Sunshine Week 2019 reporting package
In the aftermath of the 2014 shooting of Michael Brown in Ferguson, Missouri, and similar deaths of unarmed black men, police departments around the country faced public pressure to begin using body cameras. They have been touted as a way to increase police transparency by allowing for a neutral view of whether an officer's actions were justified.
The Associated Press tested that transparency for Sunshine Week, an annual celebration of open government, by filing open records requests related to roughly 20 recent use-of-force incidents in a dozen states.
It found that police departments routinely withhold video taken by body-worn and dashboard-mounted cameras that show officer-involved shootings and other uses of force. They often do so by citing a broad exemption to state open-records laws _ claiming that releasing the video would undermine an ongoing investigation.
The story, described below, moved in advance on Monday for use on Wednesday and throughout the rest of Sunshine Week, which is held each year to focus attention on access to public information, open government and journalism’s role in promoting transparency.

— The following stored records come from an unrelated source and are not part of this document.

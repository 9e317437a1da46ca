use serde::{Deserialize, Serialize};

/// Estado de una tarea proyectada durante la reproducción simulada.
///
/// Las transiciones válidas son:
/// - `Pending` -> `InProgress`
/// - `InProgress` -> `LunchBreak` -> `InProgress`
/// - `InProgress` -> `Completed`
///
/// No se permiten reversiones ni saltos arbitrarios entre estados.
#[derive(Debug, Clone, Copy, PartialEq, Eq, Hash, Serialize, Deserialize)]
#[serde(rename_all = "snake_case")]
pub enum TaskStatus {
    /// El reloj simulado aún no llegó al inicio.
    Pending,
    /// La tarea está en ejecución.
    InProgress,
    /// Pausa de almuerzo.
    LunchBreak,
    /// Terminal.
    Completed,
}

impl TaskStatus {
    pub fn can_transition_to(self, next: TaskStatus) -> bool {
        use TaskStatus::*;
        matches!((self, next),
                 (Pending, InProgress) | (InProgress, LunchBreak) | (LunchBreak, InProgress) | (InProgress, Completed))
    }

    pub fn is_terminal(self) -> bool {
        matches!(self, TaskStatus::Completed)
    }
}
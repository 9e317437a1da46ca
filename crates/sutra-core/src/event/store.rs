use chrono::NaiveDateTime;
use std::collections::HashMap;
use uuid::Uuid;

use super::{SimulationEvent, SimulationEventKind};

/// Almacenamiento de eventos append-only.
pub trait EventStore {
    /// Agrega un evento y devuelve el evento completo (con seq).
    fn append_kind(&mut self, session_id: Uuid, kind: SimulationEventKind, ts: NaiveDateTime) -> SimulationEvent;
    /// Lista eventos de una sesión (orden ascendente por seq).
    fn list(&self, session_id: Uuid) -> Vec<SimulationEvent>;
}

#[derive(Debug, Default)]
pub struct InMemoryEventStore {
    pub inner: HashMap<Uuid, Vec<SimulationEvent>>,
}

impl EventStore for InMemoryEventStore {
    fn append_kind(&mut self, session_id: Uuid, kind: SimulationEventKind, ts: NaiveDateTime) -> SimulationEvent {
        let events = self.inner.entry(session_id).or_default();
        let ev = SimulationEvent { seq: events.len() as u64,
                                   session_id,
                                   kind,
                                   ts };
        events.push(ev.clone());
        ev
    }

    fn list(&self, session_id: Uuid) -> Vec<SimulationEvent> {
        self.inner.get(&session_id).cloned().unwrap_or_default()
    }
}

Sunshine Week coverage is a collaborative effort between the AP, Associated Press Media Editors and the American Society of News Editors, which launched the first national Sunshine Week in 2005. The week coincides with the March 16 birthday of James Madison, father of the Constitution and a key advocate of the Bill of Rights.

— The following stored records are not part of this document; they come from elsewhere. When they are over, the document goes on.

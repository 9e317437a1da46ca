//! sutra-core: proyección determinista de flujos de trabajo (Flow Walker +
//! TAT Calculator + Throughput Model) y su reproducción simulada.
pub mod constants;
pub mod engine;
pub mod errors;
pub mod event;
pub mod hashing;
pub mod repo;
pub mod simulation;
pub mod task;
pub mod tat;
pub mod throughput;

pub use engine::{project_timeline, FirstMatch, FixedJitter, JitterSource, NoJitter, ProjectionEngine, ProjectionEngineBuilder, SeededJitter, TransitionSelector};
pub use errors::CoreEngineError;
pub use event::{EventStore, InMemoryEventStore, SimulationEvent, SimulationEventKind};
pub use hashing::projection_fingerprint;
pub use repo::{InMemoryRuleStore, RuleIndex, RuleStore};
pub use simulation::{ProjectionSummary, Simulation};
pub use task::{ProjectedTask, TaskStatus};
pub use tat::compute_end_time;
pub use throughput::{effective_speed, PeakWindow, ThroughputParams};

As a companion piece, the AP also is re-launching its Sunshine Hub, a digital tool that tracks anti- and pro-transparency legislation in every state.
Visit http://sunshineweek.org to see all the ASNE content around Sunshine Week. It includes examples from newspapers around the country of “journalism wins,” including accountability stories and communities helped through journalistic efforts. Those can be found http://sunshineweek.org/2018-
For information about the overall project, contact Tom Verdin, editor of the AP’s state government team, at taverdin@ap.org
Additional opinion columns, editorial cartoons, logos and other materials are available in the Sunshine Week Toolkit.
Sunshine Week 2019 is made possible by an endowment from the John S. and James L. Knight Foundation and by a generous donation from The Gridiron Club and Foundation.
For more information about Sunshine Week, visit sunshineweek.org. Follow Sunshine Week on Twitter and Facebook, and use the hashtag #SunshineWeek.
Sunshine Week budget
Moved in advance on Monday, March 11, for use Wednesday and thereafter:
SUNSHINE WEEK-POLICE VIDEOS
Police officers are suspended after allegedly beating a teen suspect in West Virginia. An Iowa police sergeant is fired over a traffic stop involving a black teenager that he insists he handled appropriately. And a 22-year-old Georgia man ends up dead after a struggle with a trooper and allegedly shooting himself, an explanation his friends doubt. Each incident was captured by officers’ body cameras in recent months, and the videos could show the public whether the police acted appropriately or not. But in each case, police departments have refused to release the videos in response to public records requests by The Associated Press. Body cameras have been sold to the public and policymakers in recent years as a breakthrough tool to increase transparency in policing and build public trust. But a review by the AP for Sunshine Week finds that departments routinely withhold videos of high-profile shootings and other incidents for months when requested, if they ever release them at all. A patchwork of state laws and local policies around the country gives great discretion to police departments to determine whether, and when, to release the videos. By Ryan J. Foley. 1,600 words. Photos. Video. An Abridged version also is moving.
With:
_ Sunshine Hub, an online transparency tool developed by AP for its customers’ use that tracks state legislative attempts to alter the flow of public information.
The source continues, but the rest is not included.